L’AGRICOLTURA,  ATTIVITA’ PRIMARIA DIMENTICATA

In questo tempo nessuno prende coscienza che ogni giorno ognuno di noi, uomini e donne, miserabili e Re, Papa e presidente degli Stati Uniti, il più buono del mondo e il più delinquente  e tutti gli altri umani, dovranno nutrirsi dei prodotti della terra, risultato del lavoro di un qualche agricoltore di un qualsiasi luogo.

Eppure nessuno è cosciente di questa cosa, i cosiddetti mas-media esaltano ed enfatizzano i personaggi di attività effimere e di utilità molto relativa come: i teatrali, i saltimbanchi, canzonieri, gli pseudo-artisti, politicanti e anche i calciatori, capito !!  i calciatori, quelli che danno calci ad un palla definendolo lavoro, e tanti altri assimilabili a questo elenco, oltremodo presenti nella nostra epoca.
Il personaggio anonimo che fa l’agricoltore non viene neanche citato, cioè colui che se non producesse  nulla per gli altri, ma solo per se stesso, dopo qualche giorno renderebbe possibile la scomparsa dalla faccia della terra di tutti quelli come sopra descritti e tutti gli altri. Qualcuno direbbe : non  dopo due o tre giorni ma almeno 30 o anche di più, visto che i demagoghi di professione possono stare senza mangiare per lunghi periodi di tempo…….
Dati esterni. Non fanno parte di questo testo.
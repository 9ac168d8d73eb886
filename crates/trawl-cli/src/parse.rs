// Rust guideline compliant 2026-02-06

//! Parsing of user-facing filter expressions.
//!
//! Sizes accept a decimal count with an optional binary suffix
//! (`b`, `k`, `m`, `g`). Timestamps accept RFC 3339 dates and datetimes,
//! a plain `YYYY-MM-DD` day, or a relative age such as `30s`, `15m`,
//! `2h`, `7d` or `1w` measured back from now. Type codes follow the
//! conventional single-letter scheme.

use anyhow::{anyhow, bail, Result};
use chrono::{DateTime, Duration, NaiveDate, Utc};
use trawl_core::FileKind;

/// Parses a size expression into bytes.
///
/// # Errors
///
/// Returns an error if the number is missing, malformed, or carries an
/// unknown suffix.
pub fn parse_size(input: &str) -> Result<u64> {
    let s = input.trim().to_lowercase();
    if s.is_empty() {
        bail!("empty size");
    }

    let (digits, multiplier) = match s.strip_suffix(|c: char| c.is_ascii_alphabetic()) {
        Some(rest) => {
            let suffix = s.chars().last().unwrap_or_default();
            let multiplier: u64 = match suffix {
                'b' => 1,
                'k' => 1024,
                'm' => 1024 * 1024,
                'g' => 1024 * 1024 * 1024,
                _ => bail!("unknown size suffix {:?} in {:?}", suffix, input),
            };
            (rest, multiplier)
        }
        None => (s.as_str(), 1),
    };

    let count: u64 = digits
        .parse()
        .map_err(|_| anyhow!("invalid size {:?}", input))?;
    count
        .checked_mul(multiplier)
        .ok_or_else(|| anyhow!("size {:?} overflows", input))
}

/// Parses a time expression into a UTC instant.
///
/// Relative ages are resolved against the current time, so `7d` means
/// seven days ago.
///
/// # Errors
///
/// Returns an error if the expression is neither a relative age nor a
/// recognized date or datetime.
pub fn parse_time(input: &str) -> Result<DateTime<Utc>> {
    let s = input.trim();
    if s.is_empty() {
        bail!("empty time");
    }

    if let Some(instant) = parse_relative(s)? {
        return Ok(instant);
    }

    if let Ok(dt) = DateTime::parse_from_rfc3339(s) {
        return Ok(dt.with_timezone(&Utc));
    }

    if let Ok(date) = NaiveDate::parse_from_str(s, "%Y-%m-%d") {
        let midnight = date
            .and_hms_opt(0, 0, 0)
            .ok_or_else(|| anyhow!("invalid date {:?}", input))?;
        return Ok(midnight.and_utc());
    }

    bail!(
        "invalid time {:?}: expected RFC 3339, YYYY-MM-DD, or an age like 7d",
        input
    )
}

fn parse_relative(s: &str) -> Result<Option<DateTime<Utc>>> {
    let Some(unit) = s.chars().last() else {
        return Ok(None);
    };
    if !matches!(unit, 's' | 'm' | 'h' | 'd' | 'w') {
        return Ok(None);
    }
    let digits = &s[..s.len() - 1];
    if digits.is_empty() || !digits.chars().all(|c| c.is_ascii_digit()) {
        return Ok(None);
    }

    let count: i64 = digits
        .parse()
        .map_err(|_| anyhow!("invalid age {:?}", s))?;
    let age = match unit {
        's' => Duration::seconds(count),
        'm' => Duration::minutes(count),
        'h' => Duration::hours(count),
        'd' => Duration::days(count),
        'w' => Duration::weeks(count),
        _ => unreachable!(),
    };
    Ok(Some(Utc::now() - age))
}

/// Resolves a list of type codes into file kinds.
///
/// # Errors
///
/// Returns an error if a code is not a single recognized character.
pub fn parse_kinds(codes: &[String]) -> Result<Vec<FileKind>> {
    let mut kinds = Vec::with_capacity(codes.len());
    for code in codes {
        let mut chars = code.chars();
        let (Some(c), None) = (chars.next(), chars.next()) else {
            bail!("invalid type code {:?}: expected a single character", code);
        };
        let kind = FileKind::from_code(c)
            .ok_or_else(|| anyhow!("unknown type code {:?}: expected one of d f l x e s p", code))?;
        kinds.push(kind);
    }
    Ok(kinds)
}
I suddetti mas-media, video o stampa, personificati negli onniscienti e onnipotenti giornalisti, raramente parlano di agricoltura, di solito propongono programmi e scritti su come si cucinano i prodotti, perché questo fa élite, ma non su come si producono, non su chi li produce o su chi li dovrebbe produrre. Non propongono quella attività che, invece di essere dileggiata e posta ai margini, dovrebbe essere molto più conosciuta come “ attività primaria”, così come definita nell’ambito urbanistico. I saccenti giornalisti promuovono per i giovani attività definite culturali, di interesse sociale, sportivo ecc.; professioni forzatamente definite utili, mai propongono ai giovani l’agricoltura o attività connesse, mai esaltano il mestiere dell’agricoltore che pure produce il sostentamento anche per loro.

Ma, poveracci,  non ne sono coscienti. Per fortuna ogni tanto si sente di qualcuno, giovane o anziano, che si ravvede e  che abbandona una delle tante prestigiose attività suddette  per dedicarsi all’agricoltura  e oltretutto con grande soddisfazione.  Per fortuna ci sono anche professionisti, pochissimi per il vero, che oltre alla loro attività dedicano parte del loro tempo convintamene all’agricoltura. Qualche giorno fa all’appuntamento per una personale visita cardiologia, il cardiologo si è scusato del leggero ritardo perché aveva avuto problemi con il trattore. Chi sa curare la terra , meglio cura la persona,  e impara l’umiltà, qualità molto rara nei professionisti.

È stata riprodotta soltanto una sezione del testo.